Find each line below that includes "match", then copy it.

(Collected data entries)
**********
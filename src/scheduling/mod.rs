//! Pure scheduling: card memory snapshots and the engines that advance them.
//!
//! Nothing in here touches the database or the clock; every timestamp is an
//! epoch-millisecond value handed in by the caller.

pub mod fsrs;
pub mod rating;
pub mod sm2;

use std::fmt;
use std::str::FromStr;

use serde::{Deserialize, Serialize};

pub use rating::{InvalidRating, Rating};

pub const DAY_MS: i64 = 24 * 60 * 60 * 1000;

// ========== Algorithm ==========

#[derive(Debug, Clone, Copy, PartialEq, Eq, Hash, Serialize, Deserialize)]
#[serde(rename_all = "snake_case")]
pub enum AlgorithmType {
    Fsrs,
    Sm2,
    UltraSm2,
}

#[derive(Debug, Clone, PartialEq, Eq, thiserror::Error)]
#[error("unknown algorithm: {0}")]
pub struct UnknownAlgorithm(pub String);

impl AlgorithmType {
    pub fn as_str(self) -> &'static str {
        match self {
            Self::Fsrs => "fsrs",
            Self::Sm2 => "sm2",
            Self::UltraSm2 => "ultra_sm2",
        }
    }
}

impl FromStr for AlgorithmType {
    type Err = UnknownAlgorithm;

    fn from_str(s: &str) -> Result<Self, Self::Err> {
        match s {
            "fsrs" => Ok(Self::Fsrs),
            "sm2" => Ok(Self::Sm2),
            "ultra_sm2" => Ok(Self::UltraSm2),
            other => Err(UnknownAlgorithm(other.to_string())),
        }
    }
}

impl fmt::Display for AlgorithmType {
    fn fmt(&self, f: &mut fmt::Formatter<'_>) -> fmt::Result {
        f.write_str(self.as_str())
    }
}

// ========== Memory State ==========

/// Every algorithm-relevant field of a card's memory model.
///
/// Review rows store one of these before and after each review, so the
/// struct must carry everything needed to rebuild the card row.
#[derive(Debug, Clone, PartialEq, Serialize, Deserialize)]
#[serde(rename_all = "camelCase")]
pub struct MemoryState {
    pub ease_factor: f64,
    pub stability: f64,
    pub difficulty: f64,
    pub interval_days: u32,
    pub repetitions: u32,
    pub total_reviews: u32,
    pub correct_reviews: u32,
    pub last_reviewed_at: Option<i64>,
    pub next_review_at: i64,
}

#[derive(Debug, Clone, PartialEq, thiserror::Error)]
#[error("computed {field} = {value} violates its invariant")]
pub struct InvariantViolation {
    pub field: &'static str,
    pub value: f64,
}

impl MemoryState {
    /// State of a card that has never been reviewed.
    pub fn initial(created_at: i64) -> Self {
        Self {
            ease_factor: sm2::DEFAULT_EASE_FACTOR,
            stability: fsrs::DEFAULT_STABILITY,
            difficulty: fsrs::DEFAULT_DIFFICULTY,
            interval_days: 0,
            repetitions: 0,
            total_reviews: 0,
            correct_reviews: 0,
            last_reviewed_at: None,
            next_review_at: created_at,
        }
    }

    pub fn is_new(&self) -> bool {
        self.last_reviewed_at.is_none()
    }

    /// Share of correct answers, 0 for a card without reviews.
    pub fn accuracy(&self) -> f64 {
        if self.total_reviews == 0 {
            return 0.0;
        }
        f64::from(self.correct_reviews) / f64::from(self.total_reviews)
    }

    pub fn elapsed_days(&self, now: i64) -> u32 {
        match self.last_reviewed_at {
            Some(last) => {
                let days = (now - last).max(0) / DAY_MS;
                u32::try_from(days).unwrap_or(u32::MAX)
            }
            None => 0,
        }
    }

    fn fsrs_state(&self) -> fsrs::FsrsState {
        fsrs::FsrsState {
            stability: self.stability,
            difficulty: self.difficulty,
        }
    }

    fn sm2_state(&self) -> sm2::Sm2State {
        sm2::Sm2State {
            ease_factor: self.ease_factor,
            interval_days: self.interval_days,
            repetitions: self.repetitions,
        }
    }

    pub fn validate(&self) -> Result<(), InvariantViolation> {
        let violation = |field: &'static str, value: f64| Err(InvariantViolation { field, value });

        if !(self.ease_factor.is_finite() && self.ease_factor >= sm2::MIN_EASE_FACTOR) {
            return violation("easeFactor", self.ease_factor);
        }
        if !(self.stability.is_finite() && self.stability > 0.0) {
            return violation("stability", self.stability);
        }
        if !(fsrs::MIN_DIFFICULTY..=fsrs::MAX_DIFFICULTY).contains(&self.difficulty) {
            return violation("difficulty", self.difficulty);
        }
        if self.correct_reviews > self.total_reviews {
            return violation("correctReviews", f64::from(self.correct_reviews));
        }
        if let Some(last) = self.last_reviewed_at {
            if self.interval_days < 1 {
                return violation("intervalDays", f64::from(self.interval_days));
            }
            if self.next_review_at < last {
                return violation("nextReviewAt", self.next_review_at as f64);
            }
        }
        Ok(())
    }
}

// ========== Transition ==========

/// Applies one review to `prior` and returns the resulting state.
///
/// This is the only state transition a card goes through; live reviews and
/// history replay both call it.
pub fn schedule(
    algorithm: AlgorithmType,
    rating: Rating,
    prior: &MemoryState,
    now: i64,
) -> Result<MemoryState, InvariantViolation> {
    let elapsed_days = prior.elapsed_days(now);
    let mut next = prior.clone();

    match algorithm {
        AlgorithmType::Fsrs => {
            let outcome = if prior.is_new() {
                fsrs::first_review(rating, prior.fsrs_state())
            } else {
                fsrs::compute(rating, prior.fsrs_state(), elapsed_days, None)
            };
            tracing::debug!(
                rating = rating.value(),
                elapsed_days,
                retrievability = outcome.retrievability,
                stability = outcome.stability,
                difficulty = outcome.difficulty,
                interval_days = outcome.interval_days,
                "fsrs step"
            );
            next.stability = outcome.stability;
            next.difficulty = outcome.difficulty;
            next.interval_days = outcome.interval_days;
            next.repetitions = match rating {
                Rating::Again => 0,
                _ => prior.repetitions.saturating_add(1),
            };
        }
        AlgorithmType::Sm2 | AlgorithmType::UltraSm2 => {
            let outcome = if algorithm == AlgorithmType::UltraSm2 {
                sm2::compute_ultra(rating, prior.sm2_state(), prior.total_reviews, prior.accuracy())
            } else {
                sm2::compute(rating, prior.sm2_state())
            };
            tracing::debug!(
                %algorithm,
                rating = rating.value(),
                ease_factor = outcome.ease_factor,
                interval_days = outcome.interval_days,
                repetitions = outcome.repetitions,
                "sm2 step"
            );
            next.ease_factor = outcome.ease_factor;
            next.interval_days = outcome.interval_days;
            next.repetitions = outcome.repetitions;
        }
    }

    next.total_reviews = prior.total_reviews.saturating_add(1);
    if rating.is_correct() {
        next.correct_reviews = prior.correct_reviews.saturating_add(1);
    }
    next.last_reviewed_at = Some(now);
    next.next_review_at = now.saturating_add(i64::from(next.interval_days) * DAY_MS);

    next.validate()?;
    Ok(next)
}

#[derive(Debug, Clone, Copy, PartialEq, Eq, Serialize)]
#[serde(rename_all = "camelCase")]
pub struct IntervalPreview {
    pub again: u32,
    pub hard: u32,
    pub good: u32,
    pub easy: u32,
}

/// Interval each rating would produce if the card were reviewed at `now`.
pub fn preview(
    algorithm: AlgorithmType,
    state: &MemoryState,
    now: i64,
) -> Result<IntervalPreview, InvariantViolation> {
    let interval = |rating| schedule(algorithm, rating, state, now).map(|s| s.interval_days);
    Ok(IntervalPreview {
        again: interval(Rating::Again)?,
        hard: interval(Rating::Hard)?,
        good: interval(Rating::Good)?,
        easy: interval(Rating::Easy)?,
    })
}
**********
■ Exercise response ■
        match self {
        match s {
        match self.last_reviewed_at {
    match algorithm {
            next.repetitions = match rating {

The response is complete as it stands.